Current levels of productivity across T&T are the result of how well—or how badly—people in various positions are functioning with the operating systems and infrastructure available to them. Responsibility lies with people in board rooms, executive suites, construction sites and factory floors. It is also contingent upon things beyond their control, such as policies, programmes and even laws.
T&T’s current level of productivity is the result of many factors, including the available supplies of labour, land, raw materials, capital facilities, and mechanical aids of various kinds. The education and skills of the work force, the level of technology and methods of organising production are also critical elements, as are the energy and enterprise of managers and workers.
Other less obvious factors are the range of social, psychological and cultural factors that influence economic attitudes and behaviour.
In short, every member of the workforce in this country is either contributing to productivity or responsible for its decline. T&T’s economy can only be as productive as the organisations within it and within those organisations, individual workers performing specific jobs form the basis for all productive endeavours.
The issue of low productivity isn’t unique to this country, however. Some of the world’s biggest economies have been experiencing falling productivity and part of the problem has been traced to industries where new digital and technological innovations were expected boost productivity—information, communication, finance and insurance sectors.
It turns out that the current global IT revolution has not had the big effect that previous innovations like electricity and plumbing had on productivity.
However, the fact remains that there are significant challenges to be overcome for countries like ours that are lagging behind on productivity. It is the main reason while T&T is not where it should be in the World Economic Forum’s Competitiveness Rankings and if not addressed is a threat to our very labour intensive manufacturing sector.

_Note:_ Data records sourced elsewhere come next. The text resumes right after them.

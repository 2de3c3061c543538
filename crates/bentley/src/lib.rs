//! ## Features
//!
//! - Prefixed level logging (info, warn, error, debug, success, verbose)
//! - Multi-line message support with consistent formatting
//! - Banner displays for stage headings (announce, spotlight, flourish, showstopper)
//! - Fixed-width preview tables for tabular records
//! - All output to stderr so stdout stays free for command results
//!
//! ## Usage
//!
//! Level functions take a `&str`; the exported macros accept `format!` arguments:
//!
//! ```
//! bentley::info!("collected {} records", 12);
//! bentley::warn!("page {} skipped", 3);
//! ```

use colored::*;

pub mod table;

pub use table::{render_table, table};

/// Log levels understood by [`emit`]
#[derive(Debug, Clone, Copy, PartialEq, Eq)]
pub enum Level {
  Verbose,
  Info,
  Warn,
  Error,
  Debug,
  Success,
}

impl Level {
  /// Short tag printed inside the prefix brackets
  pub fn tag(&self) -> &'static str {
    match self {
      Level::Verbose => "verb",
      Level::Info => "info",
      Level::Warn => "warn",
      Level::Error => "error",
      Level::Debug => "debug",
      Level::Success => "sccs",
    }
  }

  fn color(&self) -> Color {
    match self {
      Level::Verbose => Color::Cyan,
      Level::Info => Color::Blue,
      Level::Warn => Color::Yellow,
      Level::Error => Color::Red,
      Level::Debug => Color::Magenta,
      Level::Success => Color::Green,
    }
  }
}

/// Core output function, one stderr line per message line
pub fn log(message: &str) {
  for line in message.lines() {
    eprintln!("{line}");
  }
}

/// Build the padded, colored `[tag]` prefix for a level
pub fn prefix(level: Level) -> String {
  let tag = level.tag();
  let pad = 7usize.saturating_sub(tag.len() + 2);
  format!("[{}]{:<pad$}", tag.color(level.color()).bold(), "")
}

/// Write a message at the given level, prefixing every line
pub fn emit(level: Level, message: &str) {
  let prefix = prefix(level);
  for line in message.lines() {
    log(&format!("{prefix} {line}"));
  }
}

pub fn verbose(message: &str) {
  emit(Level::Verbose, message);
}

/// General progress information
pub fn info(message: &str) {
  emit(Level::Info, message);
}

/// Something was skipped or degraded but the run continues
pub fn warn(message: &str) {
  emit(Level::Warn, message);
}

pub fn error(message: &str) {
  emit(Level::Error, message);
}

pub fn debug(message: &str) {
  emit(Level::Debug, message);
}

pub fn success(message: &str) {
  emit(Level::Success, message);
}

/// Create a banner line of the specified length and character
pub fn banner_line(length: usize, char: char) -> String {
  char.to_string().repeat(length)
}

/// Display a message framed by two banner lines
pub fn as_banner<F>(log_fn: F, message: &str, width: Option<usize>, border_char: Option<char>)
where
  F: Fn(&str),
{
  let banner = banner_line(width.unwrap_or(50), border_char.unwrap_or('='));

  log_fn(&banner);
  log_fn(message);
  log_fn(&banner);
}

/// Stage heading
pub fn announce(message: &str) {
  as_banner(|msg| log(&msg.blue().bold().to_string()), message, Some(50), Some('-'));
}

pub fn spotlight(message: &str) {
  as_banner(|msg| log(&msg.yellow().bold().to_string()), message, Some(40), Some('*'));
}

/// Run finished
pub fn flourish(message: &str) {
  as_banner(|msg| log(&msg.green().bold().to_string()), message, Some(45), Some('~'));
}

/// Fatal condition, the run stops here
pub fn showstopper(message: &str) {
  as_banner(|msg| log(&msg.bright_red().bold().to_string()), message, Some(60), Some('*'));
}

#[macro_export]
macro_rules! info {
  ($($arg:tt)*) => {
    $crate::info(&format!($($arg)*))
  };
}

#[macro_export]
macro_rules! warn {
  ($($arg:tt)*) => {
    $crate::warn(&format!($($arg)*))
  };
}

#[macro_export]
macro_rules! error {
  ($($arg:tt)*) => {
    $crate::error(&format!($($arg)*))
  };
}

#[macro_export]
macro_rules! verbose {
  ($($arg:tt)*) => {
    $crate::verbose(&format!($($arg)*))
  };
}

#[macro_export]
macro_rules! debug {
  ($($arg:tt)*) => {
    $crate::debug(&format!($($arg)*))
  };
}

#[macro_export]
macro_rules! success {
  ($($arg:tt)*) => {
    $crate::success(&format!($($arg)*))
  };
}

#[macro_export]
macro_rules! announce {
  ($($arg:tt)*) => {
    $crate::announce(&format!($($arg)*))
  };
}

#[macro_export]
macro_rules! spotlight {
  ($($arg:tt)*) => {
    $crate::spotlight(&format!($($arg)*))
  };
}

#[macro_export]
macro_rules! flourish {
  ($($arg:tt)*) => {
    $crate::flourish(&format!($($arg)*))
  };
}

#[macro_export]
macro_rules! showstopper {
  ($($arg:tt)*) => {
    $crate::showstopper(&format!($($arg)*))
  };
}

A words of warning, though, that the aim should be to achieve healthy levels of productivity, not go too far in the other direction which can also have dire consequences.
Limits have to be set on work and overtime to avoid a problem that is chronic in Japan—a killer work ethic. In that nation, there is a problem of increasing claims for death and disability from overwork as well as suicides attributed to “fatigue from work.”
At present, there is no real danger of such a situation arising in T&T where over many decades and governments efforts to boost productivity have been largely unsuccessful.
Current efforts to address the nation’s productivity challenges are in the hands of a 15-member National Productivity Council comprising representatives of the private sector, trade unions, civil society, academia and government.
The council’s mandate includes promoting and developing of greater productivity and quality awareness and consciousness; inculcating new values and attitudes about productivity, quality and competitiveness; and advising Government on formulation of national policies and strategies.
However, much more needs to be done and labour, as well as the private sector, need to come up with productivity-boosting initiatives. It is time for unions to put more focus on the issue, perhaps include it in collective agreements, with the recognition that the resulting improvements could lead to improved compensation and conditions of work for the people they represent.
Everyone has a role to play in making T&T a more productive nation.
Mr Aboud’s comment and subsequent reactions to it are a reminder that we have barely scratched the surface and need to launch a serious search for solutions to this country’s productivity problem. Reducing the number of public holidays is the low hanging fruit, an enticing quick fix that will not bring about the long-term boost in production and efficiency that this country needs.